One friend asked about my mother’s sickness after she has passed away half a year. She knew nothing about my mother’s situation and was well shocked. ‘It’s okay!’ I comforted her. Then, apparently, she ran into the toilet to dry her tears.
Expression in words has always been my weakness. Most of the time I feel I am exaggerating, understating or simply saying something irrelevant, not conveying what I really think or feel. To me, artwork may be a much direct, powerful and precise expression.
I invited my friends to the exhibition opening. I felt relieved, as if I had disclosed something hidden for long.

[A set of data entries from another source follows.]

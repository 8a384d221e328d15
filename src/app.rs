use std::sync::Arc;
use std::thread::JoinHandle;

use anyhow::{Context, Result};
use courier_core::{
    AppConfig, Channel, CourierError, CourierResult, Package, PickupBox, PipelineMetrics,
    PipelineSnapshot, QueueDepths, ShutdownSignal,
};
use courier_dispatcher::{CarDispatcher, DispatchReport, DispatcherQueues};
use courier_infrastructure::BlockingQueue;
use courier_worker::{BoxPacker, PackageSource};
use tracing::{error, info, warn};

use crate::aggregator::ResultAggregator;

/// 流水线中的四个跨线程队列
#[derive(Debug, Clone)]
pub struct PipelineQueues {
    pub packages: Arc<BlockingQueue<Package>>,
    pub boxes: Arc<BlockingQueue<PickupBox>>,
    pub successful: Arc<BlockingQueue<Package>>,
    pub failed: Arc<BlockingQueue<Package>>,
}

impl PipelineQueues {
    pub fn from_config(config: &AppConfig) -> Self {
        Self {
            packages: Arc::new(BlockingQueue::new("packages", config.queues.package_bound())),
            boxes: Arc::new(BlockingQueue::new("boxes", config.queues.box_bound())),
            successful: Arc::new(BlockingQueue::unbounded("successful")),
            failed: Arc::new(BlockingQueue::unbounded("failed")),
        }
    }
}

/// 只读的流水线观测接口，核心组件从不主动调用
#[derive(Clone)]
pub struct PipelineMonitor {
    packages: Arc<dyn Channel<Package>>,
    boxes: Arc<dyn Channel<PickupBox>>,
    successful: Arc<dyn Channel<Package>>,
    failed: Arc<dyn Channel<Package>>,
    metrics: Arc<PipelineMetrics>,
}

impl PipelineMonitor {
    pub fn new(queues: &PipelineQueues, metrics: Arc<PipelineMetrics>) -> Self {
        Self {
            packages: queues.packages.clone(),
            boxes: queues.boxes.clone(),
            successful: queues.successful.clone(),
            failed: queues.failed.clone(),
            metrics,
        }
    }

    pub fn snapshot(&self) -> PipelineSnapshot {
        let queues = QueueDepths {
            packages: self.packages.len(),
            boxes: self.boxes.len(),
            successful: self.successful.len(),
            failed: self.failed.len(),
        };
        PipelineSnapshot::new(queues, self.metrics.counters())
    }
}

/// `stop()` 的结果
#[derive(Debug, Clone, Default)]
pub struct ShutdownReport {
    /// 成功回收的线程数
    pub joined: usize,
    pub failures: Vec<String>,
    pub dispatch: Option<DispatchReport>,
}

impl ShutdownReport {
    pub fn is_clean(&self) -> bool {
        self.failures.is_empty()
    }

    fn join<T>(&mut self, name: &str, handle: JoinHandle<CourierResult<T>>) -> Option<T> {
        match handle.join() {
            Ok(Ok(value)) => {
                self.joined += 1;
                Some(value)
            }
            Ok(Err(e)) => {
                self.joined += 1;
                error!("{} 异常退出: {}", name, e);
                self.failures.push(format!("{name}: {e}"));
                None
            }
            Err(_) => {
                let e = CourierError::WorkerPanicked {
                    name: name.to_string(),
                };
                error!("{}", e);
                self.failures.push(e.to_string());
                None
            }
        }
    }
}

#[derive(Default)]
struct RunningUnits {
    sources: Vec<(String, JoinHandle<CourierResult<()>>)>,
    packers: Vec<(String, JoinHandle<CourierResult<()>>)>,
    dispatcher: Option<JoinHandle<CourierResult<DispatchReport>>>,
    aggregator: Option<JoinHandle<CourierResult<()>>>,
}

enum AppState {
    Created,
    Running(RunningUnits),
    Stopped,
}

/// 包裹投递流水线
pub struct Application {
    config: AppConfig,
    queues: PipelineQueues,
    metrics: Arc<PipelineMetrics>,
    shutdown: ShutdownSignal,
    drain: ShutdownSignal,
    state: AppState,
}

impl Application {
    pub fn new(config: AppConfig) -> Result<Self> {
        config.validate().context("流水线配置无效")?;

        let queues = PipelineQueues::from_config(&config);
        info!(
            "创建流水线: {} 个包裹来源, {} 个装箱器, {} 辆投递车",
            config.source.instances, config.packer.instances, config.fleet.workers
        );

        Ok(Self {
            config,
            queues,
            metrics: Arc::new(PipelineMetrics::new()),
            shutdown: ShutdownSignal::new(),
            drain: ShutdownSignal::new(),
            state: AppState::Created,
        })
    }

    pub fn config(&self) -> &AppConfig {
        &self.config
    }

    pub fn queues(&self) -> &PipelineQueues {
        &self.queues
    }

    pub fn is_running(&self) -> bool {
        matches!(self.state, AppState::Running(_))
    }

    pub fn monitor(&self) -> PipelineMonitor {
        PipelineMonitor::new(&self.queues, Arc::clone(&self.metrics))
    }

    /// 启动全部组件，重复调用返回错误
    pub fn start(&mut self) -> Result<()> {
        if !matches!(self.state, AppState::Created) {
            return Err(anyhow::anyhow!("流水线已经启动过"));
        }
        self.state = AppState::Running(RunningUnits::default());

        if let Err(e) = self.spawn_units() {
            error!("启动流水线失败: {:#}", e);
            self.stop();
            return Err(e);
        }

        info!("流水线已启动");
        Ok(())
    }

    fn spawn_units(&mut self) -> Result<()> {
        let AppState::Running(units) = &mut self.state else {
            return Err(anyhow::anyhow!("流水线未处于运行状态"));
        };
        let config = &self.config;
        let poll_timeout = config.queues.poll_timeout();

        let aggregator = ResultAggregator::new(
            self.queues.successful.clone(),
            self.queues.failed.clone(),
            poll_timeout,
            config.observability.report_interval(),
            Arc::clone(&self.metrics),
        );
        units.aggregator = Some(
            aggregator
                .spawn(self.drain.listener())
                .context("启动结果汇总器失败")?,
        );

        let dispatcher = CarDispatcher::new(
            DispatcherQueues {
                boxes: self.queues.boxes.clone(),
                packages: self.queues.packages.clone(),
                successful: self.queues.successful.clone(),
                failed: self.queues.failed.clone(),
            },
            &config.fleet,
            &config.dispatcher,
            poll_timeout,
            Arc::clone(&self.metrics),
        );
        units.dispatcher = Some(
            dispatcher
                .spawn(self.shutdown.listener())
                .context("启动调度器失败")?,
        );

        for id in 0..config.packer.instances.max(0) as usize {
            let packages = self.queues.packages.clone();
            let packer = BoxPacker::builder(id, packages, self.queues.boxes.clone())
                .config(&config.packer)?
                .poll_timeout(poll_timeout)
                .metrics(Arc::clone(&self.metrics))
                .build();
            let handle = packer
                .spawn(self.shutdown.listener())
                .with_context(|| format!("启动装箱器 {id} 失败"))?;
            units.packers.push((format!("box-packer-{id}"), handle));
        }

        for id in 0..config.source.instances.max(0) as usize {
            let source = PackageSource::new(
                id,
                self.queues.packages.clone(),
                &config.source,
                poll_timeout,
                Arc::clone(&self.metrics),
            );
            let handle = source
                .spawn(self.shutdown.listener())
                .with_context(|| format!("启动包裹来源 {id} 失败"))?;
            units.sources.push((format!("package-source-{id}"), handle));
        }

        Ok(())
    }

    /// 触发关闭并等待所有组件退出，可以重复调用
    pub fn stop(&mut self) -> ShutdownReport {
        let units = match std::mem::replace(&mut self.state, AppState::Stopped) {
            AppState::Running(units) => units,
            AppState::Created => {
                self.state = AppState::Created;
                return ShutdownReport::default();
            }
            AppState::Stopped => return ShutdownReport::default(),
        };

        info!("开始关闭流水线");
        self.shutdown.shutdown();
        let mut report = ShutdownReport::default();

        for (name, handle) in units.sources {
            report.join(&name, handle);
        }
        for (name, handle) in units.packers {
            report.join(&name, handle);
        }
        if let Some(handle) = units.dispatcher {
            report.dispatch = report.join("car-dispatcher", handle);
        }

        // 调度器退出后才能清空结果队列
        self.drain.shutdown();
        if let Some(handle) = units.aggregator {
            report.join("result-aggregator", handle);
        }

        let snapshot = self.monitor().snapshot();
        if report.is_clean() {
            info!(
                joined = report.joined,
                packages_left = snapshot.queues.packages,
                boxes_left = snapshot.queues.boxes,
                "流水线已关闭"
            );
        } else {
            warn!(
                joined = report.joined,
                failures = report.failures.len(),
                "流水线关闭时有组件异常退出"
            );
        }
        report
    }
}

impl Drop for Application {
    fn drop(&mut self) {
        if self.is_running() {
            warn!("流水线未显式关闭, 在释放时关闭");
            self.stop();
        }
    }
}
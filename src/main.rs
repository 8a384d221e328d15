use anyhow::{Context, Result};
use clap::{Arg, Command};
use courier::{init_logging, load_config, wait_for_shutdown_signal, Application, StartupConfig};
use tracing::{error, info, warn};

#[tokio::main(flavor = "current_thread")]
async fn main() -> Result<()> {
    let matches = Command::new("courier")
        .version("1.0.0")
        .about("包裹装箱投递流水线")
        .arg(
            Arg::new("config")
                .short('c')
                .long("config")
                .value_name("FILE")
                .help("配置文件路径"),
        )
        .arg(
            Arg::new("log-level")
                .short('l')
                .long("log-level")
                .value_name("LEVEL")
                .help("日志级别")
                .value_parser(["trace", "debug", "info", "warn", "error"]),
        )
        .arg(
            Arg::new("log-format")
                .long("log-format")
                .value_name("FORMAT")
                .help("日志格式")
                .value_parser(["json", "pretty"]),
        )
        .get_matches();

    let startup = StartupConfig {
        config_path: matches.get_one::<String>("config").cloned(),
        log_level: matches.get_one::<String>("log-level").cloned(),
        log_format: matches.get_one::<String>("log-format").cloned(),
    };

    let config = load_config(&startup)?;
    init_logging(
        &config.observability.log_level,
        &config.observability.log_format,
    )?;

    info!("启动包裹投递流水线");
    if let Some(path) = &startup.config_path {
        info!("配置文件: {path}");
    }

    let report_interval = config.observability.report_interval();
    let mut app = Application::new(config)?;
    app.start()?;

    let monitor = app.monitor();
    let reporter = tokio::spawn(async move {
        let mut ticker = tokio::time::interval(report_interval);
        ticker.tick().await;
        loop {
            ticker.tick().await;
            match serde_json::to_string(&monitor.snapshot()) {
                Ok(snapshot) => info!(%snapshot, "流水线状态"),
                Err(e) => warn!("序列化流水线状态失败: {e}"),
            }
        }
    });

    wait_for_shutdown_signal().await;
    info!("收到关闭信号，开始优雅关闭...");
    reporter.abort();

    let report = tokio::task::spawn_blocking(move || app.stop())
        .await
        .context("等待流水线关闭失败")?;

    if report.is_clean() {
        info!("流水线已退出, 回收 {} 个线程", report.joined);
    } else {
        for failure in &report.failures {
            error!("组件异常: {failure}");
        }
        return Err(anyhow::anyhow!(
            "{} 个组件异常退出",
            report.failures.len()
        ));
    }

    Ok(())
}
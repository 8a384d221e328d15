use rand::seq::IndexedRandom;
use rand::Rng;
use serde::{Deserialize, Serialize};
use uuid::Uuid;

/// 包裹的包装方式
#[derive(Debug, Clone, Copy, PartialEq, Eq, Hash, Serialize, Deserialize)]
#[serde(rename_all = "snake_case")]
pub enum PackingType {
    Envelope,
    Box,
    Tube,
    Roll,
}

impl PackingType {
    pub const ALL: [PackingType; 4] = [
        PackingType::Envelope,
        PackingType::Box,
        PackingType::Tube,
        PackingType::Roll,
    ];
}

/// 包裹尺寸（厘米）
#[derive(Debug, Clone, Copy, PartialEq, Eq, Serialize, Deserialize)]
pub struct Dimensions {
    pub length: u32,
    pub width: u32,
    pub height: u32,
}

impl Dimensions {
    pub fn new(length: u32, width: u32, height: u32) -> Self {
        Self {
            length,
            width,
            height,
        }
    }

    pub fn volume(&self) -> u64 {
        self.length as u64 * self.width as u64 * self.height as u64
    }
}

/// 待投递的包裹
///
/// 创建后不可变。重新投递时以原样（相同的 `id`）回到包裹队列。
#[derive(Debug, Clone, PartialEq, Serialize, Deserialize)]
pub struct Package {
    pub id: Uuid,
    pub dimensions: Dimensions,
    /// 重量（千克）
    pub weight: f64,
    pub packing_type: PackingType,
}

impl Package {
    pub const MAX_LENGTH: u32 = 100;
    pub const MAX_WIDTH: u32 = 100;
    pub const MAX_HEIGHT: u32 = 10;
    pub const MAX_WEIGHT: f64 = 100.0;

    pub fn new(dimensions: Dimensions, weight: f64, packing_type: PackingType) -> Self {
        Self {
            id: Uuid::new_v4(),
            dimensions,
            weight,
            packing_type,
        }
    }

    /// 生成一个随机包裹
    ///
    /// 长宽取 `0..=100`，高取 `0..=10`，重量取 `[0, 100)`，包装方式均匀分布。
    pub fn random<R: Rng + ?Sized>(rng: &mut R) -> Self {
        let dimensions = Dimensions::new(
            rng.random_range(0..=Self::MAX_LENGTH),
            rng.random_range(0..=Self::MAX_WIDTH),
            rng.random_range(0..=Self::MAX_HEIGHT),
        );
        let weight = rng.random::<f64>() * Self::MAX_WEIGHT;
        let packing_type = *PackingType::ALL
            .choose(rng)
            .unwrap_or(&PackingType::Box);

        Self::new(dimensions, weight, packing_type)
    }
}
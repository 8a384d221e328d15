use std::time::Duration;

use serde::{Deserialize, Serialize};

const LOG_LEVELS: [&str; 5] = ["trace", "debug", "info", "warn", "error"];
const LOG_FORMATS: [&str; 2] = ["pretty", "json"];

#[derive(Debug, Clone, Serialize, Deserialize)]
#[serde(default)]
pub struct ObservabilityConfig {
    pub log_level: String,
    pub log_format: String,
    pub report_interval_ms: u64,
}

impl Default for ObservabilityConfig {
    fn default() -> Self {
        Self {
            log_level: "info".to_string(),
            log_format: "pretty".to_string(),
            report_interval_ms: 1000,
        }
    }
}

impl ObservabilityConfig {
    pub fn validate(&self) -> anyhow::Result<()> {
        if !LOG_LEVELS.contains(&self.log_level.as_str()) {
            return Err(anyhow::anyhow!(
                "无效的日志级别: {}，有效级别: {:?}",
                self.log_level,
                LOG_LEVELS
            ));
        }

        if !LOG_FORMATS.contains(&self.log_format.as_str()) {
            return Err(anyhow::anyhow!(
                "无效的日志格式: {}，有效格式: {:?}",
                self.log_format,
                LOG_FORMATS
            ));
        }

        if self.report_interval_ms == 0 {
            return Err(anyhow::anyhow!("统计输出间隔必须大于0"));
        }

        Ok(())
    }

    pub fn report_interval(&self) -> Duration {
        Duration::from_millis(self.report_interval_ms)
    }
}
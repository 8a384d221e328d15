pub mod in_memory_queue;

pub use in_memory_queue::BlockingQueue;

Among other caring and encouraging comments, three comments stayed in my mind:
i) This resembles the feeling that time is always not enough with a dying family member;
ii) This is like a brain with fragments of memory floating;
iii) You want to create a monument of your mother with sound.
These comments seem to help me understand what I was trying to do.
After two years, I surprisingly find myself still frightened of revisiting the work. It is true that the thoughts and memories of my mother and this period will not disappear but transform over time.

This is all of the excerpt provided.